Zombi itu, yang tidak peduli dengan mulutnya yang terbuka lebar, tertusuk batang kayu yang terbang dari belakang. Jika batang kayu itu mengenai dahinya, mungkin tidak akan bisa menghancurkan tengkoraknya. Untungnya, batang kayu itu menancap tepat di mulutnya yang terbuka lebar.
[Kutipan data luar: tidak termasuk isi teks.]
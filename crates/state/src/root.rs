use parexec_primitives::{Keccak256, keccak256, prelude::*};

use crate::Account;

/// Commits to every non-empty account in address order.
///
/// Each account contributes its address, balance, nonce, code hash and its
/// nonzero slots in key order, with the slot count in front so that the
/// encoding stays unambiguous.
pub fn compute_state_root<'a, I>(accounts: I) -> B256
where
    I: IntoIterator<Item = (&'a Address, &'a Account)>,
{
    let mut hasher = Keccak256::new();
    for (addr, acct) in accounts {
        if acct.is_empty() {
            continue;
        }
        hasher.update(addr.as_slice());
        hasher.update(acct.balance.to_be_bytes::<32>());
        hasher.update(acct.nonce.to_be_bytes());
        hasher.update(keccak256(&acct.code).as_slice());
        hasher.update((acct.storage.len() as u64).to_be_bytes());
        for (slot, value) in &acct.storage {
            hasher.update(slot.as_slice());
            hasher.update(value.as_slice());
        }
    }
    hasher.finalize()
}
use async_trait::async_trait;
use reqwest::{Client, StatusCode};
use serde_json::Value;
use thiserror::Error;
use tracing::{error, info};
use uuid::Uuid;

use crate::app::config::Config;
use crate::models::payment::CreatePaymentParams;

#[derive(Debug, Error)]
pub enum ProviderError {
    #[error("Pagamento não encontrado no Mercado Pago")]
    NotFound,
    #[error("{message}")]
    Rejected {
        status: Option<u16>,
        message: String,
        cause: Option<Value>,
    },
    #[error("Falha ao comunicar com o Mercado Pago: {0}")]
    Transport(#[from] reqwest::Error),
}

/// Seam over the payment provider. Production uses [`MercadoPagoClient`];
/// tests substitute in-memory doubles.
#[async_trait]
pub trait PaymentProvider: Send + Sync {
    async fn create_payment(&self, params: &CreatePaymentParams) -> Result<Value, ProviderError>;

    /// Authenticated read by id. `access_token` overrides the configured
    /// credential when the caller supplies its own.
    async fn find_payment(
        &self,
        payment_id: &str,
        access_token: Option<&str>,
    ) -> Result<Value, ProviderError>;
}

pub struct MercadoPagoClient {
    client: Client,
    base_url: String,
    access_token: String,
}

impl MercadoPagoClient {
    pub fn new(client: Client, config: &Config) -> Self {
        Self {
            client,
            base_url: config.mp_api_url.trim_end_matches('/').to_string(),
            access_token: config.mp_access_token.clone(),
        }
    }

    fn rejection(status: StatusCode, body: Value) -> ProviderError {
        let message = body
            .get("message")
            .and_then(Value::as_str)
            .unwrap_or("Erro desconhecido ao processar PIX")
            .to_string();

        ProviderError::Rejected {
            status: Some(status.as_u16()),
            message,
            cause: Some(body),
        }
    }
}

#[async_trait]
impl PaymentProvider for MercadoPagoClient {
    async fn create_payment(&self, params: &CreatePaymentParams) -> Result<Value, ProviderError> {
        info!(
            "Creating payment at Mercado Pago: amount={} payer={}",
            params.transaction_amount, params.payer.email
        );

        let response = self
            .client
            .post(format!("{}/v1/payments", self.base_url))
            .bearer_auth(&self.access_token)
            // Duplicate submissions of the same HTTP request must not
            // create two real-world charges.
            .header("X-Idempotency-Key", Uuid::new_v4().to_string())
            .json(params)
            .send()
            .await?;

        let status = response.status();
        if status.is_success() {
            return Ok(response.json().await?);
        }

        let body = response.json::<Value>().await.unwrap_or(Value::Null);
        error!("Mercado Pago rejected payment creation: HTTP {}", status);
        Err(Self::rejection(status, body))
    }

    async fn find_payment(
        &self,
        payment_id: &str,
        access_token: Option<&str>,
    ) -> Result<Value, ProviderError> {
        let token = access_token.unwrap_or(&self.access_token);

        let response = self
            .client
            .get(format!("{}/v1/payments/{}", self.base_url, payment_id))
            .bearer_auth(token)
            .send()
            .await?;

        let status = response.status();
        if status == StatusCode::NOT_FOUND {
            return Err(ProviderError::NotFound);
        }
        if status.is_success() {
            return Ok(response.json().await?);
        }

        let body = response.json::<Value>().await.unwrap_or(Value::Null);
        error!("Mercado Pago status lookup failed: HTTP {}", status);
        Err(Self::rejection(status, body))
    }
}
Akibat guncangan akibat tersangkutnya batang besi itu, kunci inggris Jiwoo dengan kuat menghantam dahi sang zombie yang awalnya terhuyung-huyung akibat benturan tersebut.
Sang zombie, yang tidak dapat mengeluarkan suara apa pun dengan baik karena mulutnya yang tertusuk, terjatuh ke belakang.
“Hyung, kamu baik-baik saja?!”
Junseong tidak pernah membayangkan bahwa ia akan diselamatkan oleh Jiwoo yang telah melemparkan tongkat dari belakang.
Namun di tengah semua ini, Junseong tidak punya waktu untuk mengagumi atau terkejut.
Melihat Hanseo yang telah melemparkan tongkat untuk menyelamatkan mereka dari belakang, Junseong dengan mukanya yang berlumuran darah, mulai berlari lagi.
“Baiklah. Aku bisa melakukannya. Aku harus melewatinya.”
Berbisik pada dirinya sendiri berulang kali seolah-olah telah dicuci otaknya, Junseong, dengan ekspresi yang lebih bertekad, meningkatkan kecepatannya.
Kelompok itu akhirnya mencapai pintu putar. Para zombie yang berkeliaran di dekatnya mulai berkumpul dan menyerbu ke arah mereka sambil mengaum.